Tapi Asmarawati tak peduli. Ia terus menari dan menyanyi tembang-tembang campursari. Seolah panggung telah menjadi lautan, dan banjir adalah tembang terakhir yang harus ia lantunkan, walau dengan nyawa.
Dan malam itu, Wonosari tidak hanya kebanjiran air, tapi juga kebanjiran luka, kehilangan, dan penyesalan. Karena saat air surut nanti, tidak semua yang hanyut bisa kembali pulang.
Air telah mulai agak surut..Langit yang semula mendung kini tampak robek di satu sisi, menampakkan cahaya jingga yang lesu. Genangan di depan balai desa masih memantulkan langit, dan panggung pentas sudah hanyut entah ke mana.
Di tengah sisa lumpur, Asmarawati duduk memeluk lutut, matanya menatap kosong ke arah batang pohon pisang yang patah.
Tawanya telah hilang. Tapi air mata juga tidak turun. Ia hanya diam, seperti wayang yang kehilangan kelir.
Dan saat itulah, Ki Sanusi datang. Langkahnya pelan. Tubuhnya dibalut kain batik. Tangannya menggenggam tongkat kayu. Wajahnya tenang, namun di balik kedip matanya, ada badai yang telah lama reda dan hanya menyisakan makna.
Ia duduk di samping Asmarawati, tak berkata apa-apa. Angin pagi buta mengibaskan ujung kainnya. Lalu, dengan suara yang seperti suluk tanpa kendang, ia berkata: “Nduk... Sawijining tembang iku ora mung digawe kanggo nyanyi, tapi ugo kanggo ngelingake.
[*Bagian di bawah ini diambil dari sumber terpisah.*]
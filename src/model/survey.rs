//! Survey types: questions and the answers given to them.

use jiff::Timestamp;
use serde::{Deserialize, Serialize};

/// A single question of the canonical questionnaire.
///
/// Loaded once at startup and never mutated.
#[derive(Debug, Clone, PartialEq, Eq, Serialize, Deserialize)]
#[serde(rename_all = "camelCase")]
pub struct Question {
    /// 1-based position in the canonical list.
    pub id: u32,

    pub text: String,

    pub kind: QuestionKind,

    /// Choices offered to the user. Empty for non-choice kinds.
    pub options: Vec<String>,

    pub mandatory: bool,

    /// Hint shown in an empty input.
    pub placeholder: String,
}

/// What shape of answer a question expects.
#[derive(Debug, Clone, Copy, PartialEq, Eq, Hash, Serialize, Deserialize)]
#[serde(rename_all = "SCREAMING_SNAKE_CASE")]
pub enum QuestionKind {
    FreeText,
    SingleChoice,
    MultipleChoice,
    /// Integer rating from 1 to 5.
    Scale,
    YesNo,
}

impl QuestionKind {
    /// Whether the question offers a fixed list of options.
    pub fn is_choice(self) -> bool {
        matches!(self, Self::SingleChoice | Self::MultipleChoice)
    }
}

/// The answer recorded for one question.
#[derive(Debug, Clone, PartialEq, Serialize, Deserialize)]
#[serde(rename_all = "camelCase")]
pub struct Answer {
    pub question_id: u32,
    pub value: AnswerValue,
    pub answered_at: Timestamp,
}

impl Answer {
    pub fn new(question_id: u32, value: AnswerValue) -> Self {
        Self {
            question_id,
            value,
            answered_at: Timestamp::now(),
        }
    }
}

/// Answer payload, one shape per [`QuestionKind`].
#[derive(Debug, Clone, PartialEq, Serialize, Deserialize)]
#[serde(tag = "kind", content = "value", rename_all = "camelCase")]
pub enum AnswerValue {
    FreeText(String),
    SingleChoice(String),
    MultipleChoice(Vec<String>),
    Scale(i32),
    YesNo(bool),
}

impl AnswerValue {
    /// The question kind this payload answers.
    pub fn kind(&self) -> QuestionKind {
        match self {
            Self::FreeText(_) => QuestionKind::FreeText,
            Self::SingleChoice(_) => QuestionKind::SingleChoice,
            Self::MultipleChoice(_) => QuestionKind::MultipleChoice,
            Self::Scale(_) => QuestionKind::Scale,
            Self::YesNo(_) => QuestionKind::YesNo,
        }
    }
}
Tembang iku dudu mung suara, nanging uga tandha: tandha nek ati lagi nandhang rasa.... Wong sing nyanyi bareng tangis, iku sejatiné lagi nglakoni laku paling suci—mergo atiné durung mati.” Asmarawati tetap diam.
Matanya kosong. Namun Ki Sanusi melanjutkan, kali ini pelan, seperti berbicara langsung ke dalam jiwanya: “Wong edan iku dudu wong kalah, nanging wong sing ora kuwat ndhelikaké rasa. Nanging, yen sliramu isih bisa nyuwara, isih bisa ngendika,
iku tandha. Gusti durung nyingkur awakmu. Nuli tangi, Nduk... Tembangmu durung rampung. Jagad iki isih butuh swaramu.”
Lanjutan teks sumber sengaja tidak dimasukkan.